▶ _Records for processing_
============
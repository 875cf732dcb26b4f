// Copyright 2014-2017 The arbor Project Developers. See the
// COPYRIGHT file at the top-level directory of this distribution.
//
// Licensed under the Apache License, Version 2.0 <LICENSE-APACHE or
// http://www.apache.org/licenses/LICENSE-2.0> or the MIT license
// <LICENSE-MIT or http://opensource.org/licenses/MIT>, at your
// option. This file may not be copied, modified, or distributed
// except according to those terms.

use arbor::{parse_document, Dom, Handle, Selector};

fn parse(input: &str) -> Dom {
    parse_document(input, Default::default())
}

fn ids(nodes: &[Handle]) -> Vec<String> {
    nodes
        .iter()
        .map(|n| n.attribute("id").unwrap_or_default())
        .collect()
}

#[test]
fn class_id_and_child_combinator() {
    let dom = parse("<p class='a b'><a id='x'>");
    let matches = dom.document.nodes_matching_selector("p.a > a#x").unwrap();
    assert_eq!(matches.len(), 1);
    assert_eq!(&*matches[0].tag_name().unwrap(), "a");
    assert_eq!(matches[0].attribute("id").unwrap(), "x");

    assert!(dom
        .document
        .first_node_matching_selector("p.c > a#x")
        .unwrap()
        .is_none());
}

#[test]
fn nth_child_odd_selects_135() {
    let dom = parse(
        "<ul><li id=1></li><li id=2></li><li id=3></li>\
         <li id=4></li><li id=5></li><li id=6></li></ul>",
    );
    let matches = dom
        .document
        .nodes_matching_selector("li:nth-child(2n+1)")
        .unwrap();
    assert_eq!(ids(&matches), ["1", "3", "5"]);

    let odd = dom.document.nodes_matching_selector("li:nth-child(odd)").unwrap();
    assert_eq!(ids(&odd), ["1", "3", "5"]);

    let even = dom.document.nodes_matching_selector("li:nth-child(even)").unwrap();
    assert_eq!(ids(&even), ["2", "4", "6"]);

    let last_two = dom
        .document
        .nodes_matching_selector("li:nth-last-child(-n+2)")
        .unwrap();
    assert_eq!(ids(&last_two), ["5", "6"]);
}

#[test]
fn structural_pseudo_classes() {
    let dom = parse("<div id=d><p id=a></p><span id=b></span><p id=c></p></div>");
    let doc = &dom.document;

    assert_eq!(
        ids(&doc.nodes_matching_selector("#d > :first-child").unwrap()),
        ["a"]
    );
    assert_eq!(
        ids(&doc.nodes_matching_selector("#d > :last-child").unwrap()),
        ["c"]
    );
    assert_eq!(
        ids(&doc.nodes_matching_selector("p:first-of-type").unwrap()),
        ["a"]
    );
    assert_eq!(
        ids(&doc.nodes_matching_selector("p:last-of-type").unwrap()),
        ["c"]
    );
    assert_eq!(
        ids(&doc.nodes_matching_selector("span:only-of-type").unwrap()),
        ["b"]
    );
    assert!(doc
        .first_node_matching_selector("p:only-child")
        .unwrap()
        .is_none());
}

#[test]
fn sibling_combinators() {
    let dom = parse("<h1 id=h></h1><p id=a></p><p id=b></p>");
    assert_eq!(
        ids(&dom.document.nodes_matching_selector("h1 + p").unwrap()),
        ["a"]
    );
    assert_eq!(
        ids(&dom.document.nodes_matching_selector("h1 ~ p").unwrap()),
        ["a", "b"]
    );
}

#[test]
fn attribute_operators() {
    let dom = parse(
        "<a id=1 href='http://example.com/x.png' lang='en-US' rel='a b'></a>\
         <a id=2 href='https://other.org/y.gif' lang='en'></a>",
    );
    let doc = &dom.document;

    assert_eq!(ids(&doc.nodes_matching_selector("a[href]").unwrap()), ["1", "2"]);
    assert_eq!(
        ids(&doc.nodes_matching_selector("a[lang='en']").unwrap()),
        ["2"]
    );
    assert_eq!(
        ids(&doc.nodes_matching_selector("a[lang|=en]").unwrap()),
        ["1", "2"]
    );
    assert_eq!(ids(&doc.nodes_matching_selector("a[rel~=b]").unwrap()), ["1"]);
    assert_eq!(
        ids(&doc.nodes_matching_selector("a[href^=http]").unwrap()),
        ["1", "2"]
    );
    assert_eq!(
        ids(&doc.nodes_matching_selector("a[href$='.png']").unwrap()),
        ["1"]
    );
    assert_eq!(
        ids(&doc.nodes_matching_selector("a[href*=example]").unwrap()),
        ["1"]
    );
}

#[test]
fn not_accepts_any_selector() {
    let dom = parse("<div><p id=a class=x></p><p id=b></p></div>");
    assert_eq!(
        ids(&dom.document.nodes_matching_selector("p:not(.x)").unwrap()),
        ["b"]
    );
    // A full complex selector inside :not(), beyond Level 3.
    assert_eq!(
        ids(&dom
            .document
            .nodes_matching_selector("p:not(div > .x)")
            .unwrap()),
        ["b"]
    );
}

#[test]
fn root_and_empty() {
    let dom = parse("<div id=d></div><p id=p>x</p>");
    let root = dom.document.nodes_matching_selector(":root").unwrap();
    assert_eq!(root.len(), 1);
    assert_eq!(&*root[0].tag_name().unwrap(), "html");

    assert_eq!(
        ids(&dom.document.nodes_matching_selector("div:empty").unwrap()),
        ["d"]
    );
    assert!(dom
        .document
        .first_node_matching_selector("p:empty")
        .unwrap()
        .is_none());
}

#[test]
fn form_state_pseudo_classes() {
    let dom = parse(
        "<input id=1 type=checkbox checked>\
         <input id=2 type=checkbox>\
         <input id=3 disabled>\
         <select><option id=4 selected>x</option></select>",
    );
    let doc = &dom.document;
    assert_eq!(ids(&doc.nodes_matching_selector(":checked").unwrap()), ["1", "4"]);
    assert_eq!(ids(&doc.nodes_matching_selector("input:disabled").unwrap()), ["3"]);
    assert_eq!(
        ids(&doc.nodes_matching_selector("input:enabled").unwrap()),
        ["1", "2"]
    );
}

#[test]
fn selector_groups() {
    let dom = parse("<h1 id=a></h1><p id=b></p><em id=c></em>");
    assert_eq!(
        ids(&dom.document.nodes_matching_selector("h1, em").unwrap()),
        ["a", "c"]
    );
}

#[test]
fn precompiled_selectors_are_reusable() {
    let selector = Selector::parse("li.on").unwrap();
    assert_eq!(selector.string(), "li.on");

    let dom = parse("<ul><li class=on id=1><li id=2><li class=on id=3></ul>");
    let matches = dom.document.nodes_matching_parsed_selector(&selector);
    assert_eq!(ids(&matches), ["1", "3"]);

    let dom2 = parse("<ul><li id=9 class=on></ul>");
    let matches = dom2.document.nodes_matching_parsed_selector(&selector);
    assert_eq!(ids(&matches), ["9"]);
}

#[test]
fn unparseable_selectors_are_errors() {
    let dom = parse("<p>");
    for bad in ["", "p >", "p::first-line", "p:hover", "[x=", "p:frobnicate"] {
        assert!(
            dom.document.nodes_matching_selector(bad).is_err(),
            "expected parse failure for {bad:?}"
        );
    }
}

#[test]
fn type_selectors_match_case_insensitively() {
    let dom = parse("<svg><foreignObject></foreignObject></svg>");
    assert_eq!(
        dom.document
            .nodes_matching_selector("foreignobject")
            .unwrap()
            .len(),
        1
    );
}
============
Find each line in the material above that carries the string "example", and copy it.

        "<a id=1 href='http://example.com/x.png' lang='en-US' rel='a b'></a>\
        ids(&doc.nodes_matching_selector("a[href*=example]").unwrap()),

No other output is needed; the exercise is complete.